Иван многозначительно кивнул. Посмотрел в сторону монастырских ворот — те уже вовсю раскачивались. Еще чуть — и слетят с петель створы. Хитро прищурился и спросил:
— Знаешь ведь, про царское слово какая прибаутка есть? В сказках, что бабы ребятишкам говорят?
Скуратов сглотнул, выпалил:
— Что тверже гороха оно!
Царь, не в силах сохранять серьезность, затрясся в смехе.
— Эхе-хех-хе, подумать только — гороха!
Малюта растянул губы и осторожно поддержал государя деланным смешком. В глазах его по-прежнему блуждала растерянность.
— Гороха-ха-ха-а! — продолжал куражиться Иван, повиснув на посохе и вздрагивая.

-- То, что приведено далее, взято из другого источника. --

use thiserror::Error;

/// Rejected module source, with a 1-based position into the linked source.
#[derive(Error, Debug, Clone, PartialEq, Eq)]
#[error("{message} ({line}:{column})")]
pub struct TranspileError {
    pub line: usize,
    pub column: usize,
    pub message: String,
}

#[derive(Error, Debug, Clone, PartialEq, Eq)]
pub enum RuntimeError {
    #[error("Module not found: {0}")]
    ModuleNotFound(String),
    #[error("Failed to compile {path}: {cause}")]
    CompileFailed { path: String, cause: String },
    #[error("Cyclic import of {0}")]
    CyclicImport(String),
    #[error("Error executing {path}: {message}")]
    Execution { path: String, message: String },
    #[error("No component exported from {0}")]
    NoComponent(String),
    #[error("Render failed: {0}")]
    Render(String),
    #[error("Script engine error: {0}")]
    Engine(String),
}

pub type RuntimeResult<T> = Result<T, RuntimeError>;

Неожиданно он замер. Медленно распрямился. На лице не осталось и следа от веселья.
Насупившись, жестом приказал слуге подняться.
Скуратов вскочил, весь перепачканный снегом. Застыл, преданно глядя на государя.
— Все верно ты сделал, Малюта, — сухо проговорил Иван. — Все правильно. Твердость царского слова не горохом надо мерить.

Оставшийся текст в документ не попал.